1

I wrote a code to extract some information from a website. the output is in JSON and I want to export it to CSV. So, I tried to convert it to a pandas dataframe and then export it to CSV in pandas. I can print the results but still, it doesn't convert the file to a pandas dataframe. Do you know what the problem with my code is?

# -*- coding: utf-8 -*-
# To create http request/session 
import requests
import re, urllib
import pandas as pd
from BeautifulSoup import BeautifulSoup

url = "https://www.indeed.com/jobs? 
q=construction%20manager&l=Houston&start=10"

# create session
s = requests.session()
html = s.get(url).text

# exctract job IDs
job_ids = ','.join(re.findall(r"jobKeysWithInfo\['(.+?)'\]", html))
ajax_url = 'https://www.indeed.com/rpc/jobdescs?jks=' + 
urllib.quote(job_ids)
# do Ajax request and convert the response to json 
ajax_content = s.get(ajax_url).json()
print(ajax_content)
#Convert to pandas dataframe
df = pd.read_json(ajax_content)
#Export to CSV
df.to_csv("c:\\users\\Name\desktop\\newcsv.csv")

The error message is:

Traceback (most recent call last):

File "C:\Users\Mehrdad\Desktop\Indeed 06.py", line 21, in df = pd.read_json(ajax_content)

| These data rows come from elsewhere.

use chrono::{DateTime, Utc};
use serde::{Deserialize, Serialize};

/// Round a monetary amount to two decimal places.
pub fn round2(amount: f64) -> f64 {
    (amount * 100.0).round() / 100.0
}

/// Lifecycle status of a quote.
#[derive(Debug, Clone, Copy, Serialize, Deserialize, PartialEq, Eq)]
pub enum QuoteStatus {
    Draft,
    Sent,
    Stale,
    Accepted,
    RefusedManual,
    RefusedAuto,
    Archived,
}

impl QuoteStatus {
    /// Convert to string for CSV storage
    pub fn to_string(&self) -> String {
        match self {
            QuoteStatus::Draft => "draft".to_string(),
            QuoteStatus::Sent => "sent".to_string(),
            QuoteStatus::Stale => "stale".to_string(),
            QuoteStatus::Accepted => "accepted".to_string(),
            QuoteStatus::RefusedManual => "refused_manual".to_string(),
            QuoteStatus::RefusedAuto => "refused_auto".to_string(),
            QuoteStatus::Archived => "archived".to_string(),
        }
    }

    /// Parse from string for CSV loading
    pub fn from_string(s: &str) -> Result<Self, String> {
        match s.to_lowercase().as_str() {
            "draft" => Ok(QuoteStatus::Draft),
            "sent" => Ok(QuoteStatus::Sent),
            "stale" => Ok(QuoteStatus::Stale),
            "accepted" => Ok(QuoteStatus::Accepted),
            "refused_manual" => Ok(QuoteStatus::RefusedManual),
            "refused_auto" => Ok(QuoteStatus::RefusedAuto),
            "archived" => Ok(QuoteStatus::Archived),
            _ => Err(format!("Invalid quote status: {}", s)),
        }
    }

    /// True while the quote is out with the client: totals have been
    /// communicated but no answer recorded yet.
    pub fn is_pre_terminal(&self) -> bool {
        matches!(self, QuoteStatus::Sent | QuoteStatus::Stale)
    }

    /// True once the quote was turned down, manually or by timeout.
    pub fn is_refused(&self) -> bool {
        matches!(self, QuoteStatus::RefusedManual | QuoteStatus::RefusedAuto)
    }
}

/// A single line item on a quote.
#[derive(Debug, Clone, Serialize, Deserialize, PartialEq)]
pub struct QuoteItem {
    pub description: String,
    pub quantity: f64,
    pub unit_price: f64,
}

impl QuoteItem {
    pub fn line_total(&self) -> f64 {
        self.quantity * self.unit_price
    }
}

/// The quote root entity.
#[derive(Debug, Clone, Serialize, Deserialize, PartialEq)]
pub struct DomainQuote {
    pub id: String,
    pub account_id: String,
    pub client_ref: String,
    pub description: String,
    pub items: Vec<QuoteItem>,
    pub total_ht: f64,
    pub total_ttc: f64,
    pub deposit_percentage: f64,
    pub deposit_amount: f64,
    pub deposit_paid: bool,
    pub status: QuoteStatus,
    pub sent_at: Option<DateTime<Utc>>,
    pub last_reminder_at: Option<DateTime<Utc>>,
    pub responded_at: Option<DateTime<Utc>>,
    pub created_at: DateTime<Utc>,
    pub updated_at: DateTime<Utc>,
    pub version: u64,
}

impl DomainQuote {
    pub fn generate_id(now_millis: u64) -> String {
        format!("quote::{}", now_millis)
    }

    /// Recompute totals and the derived deposit from the item lines.
    ///
    /// `deposit_amount` is never stored independently of this formula:
    /// every mutation of the items or of the account's percentage goes
    /// through here.
    pub fn recompute_amounts(&mut self, vat_rate: f64, deposit_percentage: f64) {
        let total_ht: f64 = self.items.iter().map(|i| i.line_total()).sum();
        self.total_ht = round2(total_ht);
        self.total_ttc = round2(total_ht * (1.0 + vat_rate / 100.0));
        self.deposit_percentage = deposit_percentage;
        self.deposit_amount = round2(self.total_ttc * deposit_percentage / 100.0);
    }
}

/// Validation failures for quote input, reported before any state change.
#[derive(Debug, thiserror::Error)]
pub enum QuoteValidationError {
    #[error("Client reference cannot be empty")]
    EmptyClientRef,
    #[error("Description is too long")]
    DescriptionTooLong,
    #[error("A quote needs at least one item")]
    NoItems,
    #[error("Item quantity must be positive")]
    NonPositiveQuantity,
    #[error("Item unit price cannot be negative")]
    NegativeUnitPrice,
    #[error("Quote items can no longer be edited in status {0}")]
    ItemsLocked(String),
}

#[cfg(test)]
mod tests {
    use super::*;

    fn quote_with_items(items: Vec<QuoteItem>) -> DomainQuote {
        DomainQuote {
            id: DomainQuote::generate_id(1702516122000),
            account_id: "account::1".to_string(),
            client_ref: "client::1".to_string(),
            description: "Salle de bain".to_string(),
            items,
            total_ht: 0.0,
            total_ttc: 0.0,
            deposit_percentage: 0.0,
            deposit_amount: 0.0,
            deposit_paid: false,
            status: QuoteStatus::Draft,
            sent_at: None,
            last_reminder_at: None,
            responded_at: None,
            created_at: Utc::now(),
            updated_at: Utc::now(),
            version: 0,
        }
    }

    #[test]
    fn test_recompute_amounts_deposit_invariant() {
        let mut quote = quote_with_items(vec![
            QuoteItem {
                description: "Labour".to_string(),
                quantity: 10.0,
                unit_price: 45.0,
            },
            QuoteItem {
                description: "Tiles".to_string(),
                quantity: 20.0,
                unit_price: 12.5,
            },
        ]);

        quote.recompute_amounts(20.0, 30.0);

        assert_eq!(quote.total_ht, 700.0);
        assert_eq!(quote.total_ttc, 840.0);
        assert_eq!(quote.deposit_amount, 252.0);
        assert_eq!(
            quote.deposit_amount,
            round2(quote.total_ttc * quote.deposit_percentage / 100.0)
        );
    }

    #[test]
    fn test_recompute_amounts_rounds_to_cents() {
        let mut quote = quote_with_items(vec![QuoteItem {
            description: "Odd pricing".to_string(),
            quantity: 3.0,
            unit_price: 33.33,
        }]);

        quote.recompute_amounts(20.0, 30.0);

        assert_eq!(quote.total_ht, 99.99);
        assert_eq!(quote.total_ttc, 119.99);
        assert_eq!(quote.deposit_amount, 36.0);
    }

    #[test]
    fn test_status_round_trip() {
        for status in [
            QuoteStatus::Draft,
            QuoteStatus::Sent,
            QuoteStatus::Stale,
            QuoteStatus::Accepted,
            QuoteStatus::RefusedManual,
            QuoteStatus::RefusedAuto,
            QuoteStatus::Archived,
        ] {
            let parsed = QuoteStatus::from_string(&status.to_string()).unwrap();
            assert_eq!(parsed, status);
        }
        assert!(QuoteStatus::from_string("refused").is_err());
    }
}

File "c:\python27\lib\site-packages\pandas\io\json\json.py", line 408, in read_json path_or_buf, encoding=encoding, compression=compression,

File "c:\python27\lib\site-packages\pandas\io\common.py", line 218, in get_filepath_or_buffer raise ValueError(msg.format(_type=type(filepath_or_buffer)))

ValueError: Invalid file path or buffer object type:

2
  • What is your error? Commented Mar 3, 2019 at 3:36
  • I just added the error message. Thanks. @AminGhaderi Commented Mar 3, 2019 at 3:57

1 Answer 1

1

The problem was that nothing was going into the dataframe when you called read_json() because it was a nested JSON dict:

import requests
import re, urllib
import pandas as pd
from pandas.io.json import json_normalize

url = "https://www.indeed.com/jobs?q=construction%20manager&l=Houston&start=10"

s = requests.session()
html = s.get(url).text

job_ids = ','.join(re.findall(r"jobKeysWithInfo\['(.+?)'\]", html))
ajax_url = 'https://www.indeed.com/rpc/jobdescs?jks=' + urllib.quote(job_ids)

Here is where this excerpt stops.